**Task directions:**
Which lines in the data below contain the word "Some"? Pull each of them out.

***** Records for processing

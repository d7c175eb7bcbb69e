//! Local read cache for cluster objects
//!
//! `ClusterCache` keeps reflector stores for namespaces (cluster-wide) and templates
//! (template namespace only). It is an explicit resource: the owner starts it, waits a
//! bounded time for the initial list, and stops it on shutdown. Until it has synced,
//! `ClusterClient` serves reads directly from the API server.

use crate::error::ClusterError;
use crds::template_api_resource;
use futures::StreamExt;
use k8s_openapi::api::core::v1::Namespace;
use kube::api::DynamicObject;
use kube::{Api, Client};
use kube_runtime::reflector::{self, ObjectRef, Store, store::Writer};
use kube_runtime::{WatchStreamExt, watcher};
use std::collections::BTreeMap;
use std::sync::Mutex;
use std::sync::atomic::{AtomicBool, Ordering};
use std::time::Duration;
use tokio::task::JoinHandle;
use tracing::{debug, info, warn};

/// Reflector-backed cache of namespaces and templates
pub struct ClusterCache {
    namespaces: Store<Namespace>,
    templates: Store<DynamicObject>,
    template_namespace: String,
    synced: AtomicBool,
    tasks: Mutex<Vec<JoinHandle<()>>>,
}

impl std::fmt::Debug for ClusterCache {
    fn fmt(&self, f: &mut std::fmt::Formatter<'_>) -> std::fmt::Result {
        f.debug_struct("ClusterCache")
            .field("template_namespace", &self.template_namespace)
            .field("synced", &self.is_synced())
            .finish()
    }
}

impl ClusterCache {
    /// Starts the background watches. Must be called inside a Tokio runtime.
    pub fn start(client: Client, template_namespace: &str) -> Self {
        info!("Starting cluster cache (templates from namespace {})", template_namespace);

        let (namespaces, ns_writer) = reflector::store::<Namespace>();
        let ns_api: Api<Namespace> = Api::all(client.clone());
        let ns_task = tokio::spawn(async move {
            watcher(ns_api, watcher::Config::default())
                .default_backoff()
                .reflect(ns_writer)
                .applied_objects()
                .for_each(|res| async move {
                    if let Err(e) = res {
                        warn!("Namespace cache watch error: {}", e);
                    }
                })
                .await;
        });

        let ar = template_api_resource();
        let tpl_writer: Writer<DynamicObject> = Writer::new(ar.clone());
        let templates = tpl_writer.as_reader();
        let tpl_api: Api<DynamicObject> = Api::namespaced_with(client, template_namespace, &ar);
        let tpl_task = tokio::spawn(async move {
            watcher(tpl_api, watcher::Config::default())
                .default_backoff()
                .reflect(tpl_writer)
                .applied_objects()
                .for_each(|res| async move {
                    if let Err(e) = res {
                        warn!("Template cache watch error: {}", e);
                    }
                })
                .await;
        });

        Self {
            namespaces,
            templates,
            template_namespace: template_namespace.to_string(),
            synced: AtomicBool::new(false),
            tasks: Mutex::new(vec![ns_task, tpl_task]),
        }
    }

    /// Waits for the initial list of every store, bounded by `timeout`.
    pub async fn wait_ready(&self, timeout: Duration) -> Result<(), ClusterError> {
        let ready = async {
            self.namespaces.wait_until_ready().await?;
            self.templates.wait_until_ready().await
        };
        match tokio::time::timeout(timeout, ready).await {
            Ok(Ok(())) => {
                self.synced.store(true, Ordering::SeqCst);
                info!("Cluster cache synced");
                Ok(())
            }
            Ok(Err(e)) => Err(ClusterError::CacheNotReady(e.to_string())),
            Err(_) => Err(ClusterError::CacheNotReady(format!(
                "initial sync did not complete within {}s",
                timeout.as_secs()
            ))),
        }
    }

    /// Stops the background watches. Reads fall back to the API server afterwards.
    pub fn stop(&self) {
        self.synced.store(false, Ordering::SeqCst);
        if let Ok(mut tasks) = self.tasks.lock() {
            for task in tasks.drain(..) {
                task.abort();
            }
        }
        info!("Cluster cache stopped");
    }

    /// Whether reads can be served from the cache
    pub fn is_synced(&self) -> bool {
        self.synced.load(Ordering::SeqCst)
    }

    /// Namespace that templates are cached from
    pub fn template_namespace(&self) -> &str {
        &self.template_namespace
    }

    /// Cached namespace lookup
    pub fn namespace(&self, name: &str) -> Option<Namespace> {
        self.namespaces
            .get(&ObjectRef::new(name))
            .map(|ns| (*ns).clone())
    }

    /// Cached template lookup, `None` when `namespace` is not the cached one
    pub fn template(&self, namespace: &str, name: &str) -> Option<Option<DynamicObject>> {
        if namespace != self.template_namespace {
            debug!("Template namespace {} is not cached", namespace);
            return None;
        }
        let key = ObjectRef::new_with(name, template_api_resource()).within(namespace);
        Some(self.templates.get(&key).map(|t| (*t).clone()))
    }

    /// Cached templates carrying every label in `labels`, `None` when not cached
    pub fn templates(&self, namespace: &str, labels: &BTreeMap<String, String>) -> Option<Vec<DynamicObject>> {
        if namespace != self.template_namespace {
            return None;
        }
        let matching = self
            .templates
            .state()
            .into_iter()
            .filter(|t| has_labels(t.metadata.labels.as_ref(), labels))
            .map(|t| (*t).clone())
            .collect();
        Some(matching)
    }
}

impl Drop for ClusterCache {
    fn drop(&mut self) {
        if let Ok(mut tasks) = self.tasks.lock() {
            for task in tasks.drain(..) {
                task.abort();
            }
        }
    }
}

/// Label subset match
pub(crate) fn has_labels(actual: Option<&BTreeMap<String, String>>, wanted: &BTreeMap<String, String>) -> bool {
    wanted.iter().all(|(k, v)| actual.and_then(|a| a.get(k)) == Some(v))
}

/// Renders labels as a label selector ("a=b,c=d")
pub(crate) fn label_selector(labels: &BTreeMap<String, String>) -> String {
    labels
        .iter()
        .map(|(k, v)| format!("{}={}", k, v))
        .collect::<Vec<_>>()
        .join(",")
}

**********

**Answer area:**
        Some(self.templates.get(&key).map(|t| (*t).clone()))
        Some(matching)
    wanted.iter().all(|(k, v)| actual.and_then(|a| a.get(k)) == Some(v))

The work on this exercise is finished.